CONVERTIBLE SECURED NOTE AND WARRANT PURCHASE AGREEMENT
This CONVERTIBLE SECURED NOTE AND WARRANT PURCHASE AGREEMENT (this “Agreement”) is entered into as of June 17, 2013, by and among Rockdale Resources Corporation, a Colorado corporation (the “Company”), and Xxxx Xxxxxx (the “Investor”).
BACKGROUND
The Company desires to issue and sell to the Investor and the Investor desires to purchase from the Company a convertible secured promissory note in substantially the form attached to this Agreement as Exhibit A (the “Note”), which shall be convertible into common stock of the Company, par value $0.001 per share (“Common Stock”), on the terms and subject to the conditions stated therein, and a warrant, in substantially the form attached to this Agreement as Exhibit B (the “Warrant”) to purchase Common Stock on the terms and subject to the conditions stated therein. The Note, the Warrant, and the Common Stock issuable upon conversion or exercise thereof are collectively referred to herein as the “Securities.” This Agreement, the Note, the Warrant, and the Deed of Trust (as defined herein) are collectively referred to herein as the “Transaction Documents.”
OPERATIVE TERMS
The parties to this Agreement agree as follows:
1. Purchase and Sale of Securities.
(a) Purchase and Sale of Securities.

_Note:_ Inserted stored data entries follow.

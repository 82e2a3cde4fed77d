use serde::Serialize;

use super::query::SearchType;

/// Which retrieval path produced a result.
#[derive(Debug, Clone, Copy, PartialEq, Eq, Serialize)]
#[serde(rename_all = "lowercase")]
pub enum MatchType {
    Text,
    Exact,
    Regex,
    Semantic,
    Hybrid,
}

impl MatchType {
    pub fn as_str(self) -> &'static str {
        match self {
            MatchType::Text => "text",
            MatchType::Exact => "exact",
            MatchType::Regex => "regex",
            MatchType::Semantic => "semantic",
            MatchType::Hybrid => "hybrid",
        }
    }
}

/// Lines around a result, read from the working tree.
#[derive(Debug, Clone, Default, PartialEq, Eq, Serialize)]
pub struct ContextWindow {
    pub before: Vec<String>,
    pub after: Vec<String>,
}

#[derive(Debug, Clone, PartialEq, Serialize)]
pub struct SearchResult {
    pub chunk_id: String,
    pub file_path: String,
    pub start_line: usize,
    pub end_line: usize,
    /// First line inside the chunk that matched, for text-like matches.
    #[serde(skip_serializing_if = "Option::is_none")]
    pub match_line: Option<usize>,
    pub content: String,
    pub language: String,
    pub match_type: MatchType,
    pub relevance_score: f32,
    #[serde(skip_serializing_if = "Option::is_none")]
    pub vector_distance: Option<f32>,
    #[serde(skip_serializing_if = "Option::is_none")]
    pub text_score: Option<f32>,
    #[serde(skip_serializing_if = "Option::is_none")]
    pub semantic_score: Option<f32>,
    pub exact_match: bool,
    pub rank: usize,
    /// Enclosing declaration line, if any.
    #[serde(skip_serializing_if = "Option::is_none")]
    pub context: Option<String>,
    #[serde(skip_serializing_if = "Option::is_none")]
    pub surrounding: Option<ContextWindow>,
    /// Discovery order within the request.
    pub found_at: usize,
}

impl SearchResult {
    pub fn line_span(&self) -> usize {
        self.end_line.saturating_sub(self.start_line) + 1
    }
}

#[derive(Debug, Clone, PartialEq, Serialize)]
pub struct SearchResults {
    pub query: String,
    pub strategy: SearchType,
    pub results: Vec<SearchResult>,
    /// Matches that passed filters and threshold, before truncation.
    pub total_found: usize,
    pub has_more: bool,
    /// Set when the deadline cut the search short.
    pub truncated: bool,
    pub elapsed_ms: u64,
}

impl SearchResults {
    pub fn is_empty(&self) -> bool {
        self.results.is_empty()
    }
}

Upon the terms and subject to the conditions of this Agreement, at the Closing, the Investor shall purchase and the Company shall sell and issue to the Investor, for an aggregate purchase price of $350,000.00, (i) the Note in the original principal amount of $350,000.00, and (ii) the Warrant to purchase 1,000,000 shares of Common Stock. The indebtedness evidenced by the Note shall be secured by certain of the Company’s assets in accordance with the provisions of a deed of trust to be entered into by and between the Company and the Investor in substantially the form attached to this Agreement as Exhibit C (the “Deed of Trust”).
(b) Closing. The purchase and sale of the Note and Warrant shall take place remotely via the exchange of documents and signatures, at Austin, TX, on June 17, 2013, or at such other time and place as the Company and the Investor mutually agree, orally or in writing (the “Closing”).
(c) Delivery. At the Closing, the Company shall deliver to the Investor the Note and the Warrant against payment of the principal amount of the Note by the Investor by wire transfer of immediately available funds.
2. Representations and Warranties of the Company. The Company hereby represents and warrants to the Investor as of the Closing that:
(a) Organization, Good Standing and Qualification. The Company is a corporation duly organized, validly existing and in good standing under the laws of the State of Colorado and has all requisite corporate power and authority to own, lease and operate the assets used in its business, to carry on its business as now conducted, to enter into this Agreement and the other Transaction Documents, to issue and sell the Note and Warrant and to perform its other obligations hereunder and thereunder. The Company is duly qualified to transact business and is in good standing in each jurisdiction in which the failure to so qualify would have a material adverse effect on its business or properties.
(b) Authorization. All corporate action (including all action required of its Board of Directors, officers and stockholders) necessary for the authorization, execution and delivery of this Agreement and the other Transaction Documents and the performance of all obligations of the Company hereunder and thereunder and its consummation of the transactions contemplated hereby and thereby has been taken or will be taken prior to the Closing. Each of the Transaction Documents, when executed and delivered by the Company, constitutes or will constitute (when executed and delivered) valid and legally binding obligations of the Company, enforceable against the Company in accordance with their respective terms, except as limited by applicable bankruptcy, insolvency, reorganization, moratorium, fraudulent conveyance, and any other laws of general application affecting enforcement of creditors’ rights generally, and as limited by laws relating to the availability of a specific performance, injunctive relief, or other equitable remedies.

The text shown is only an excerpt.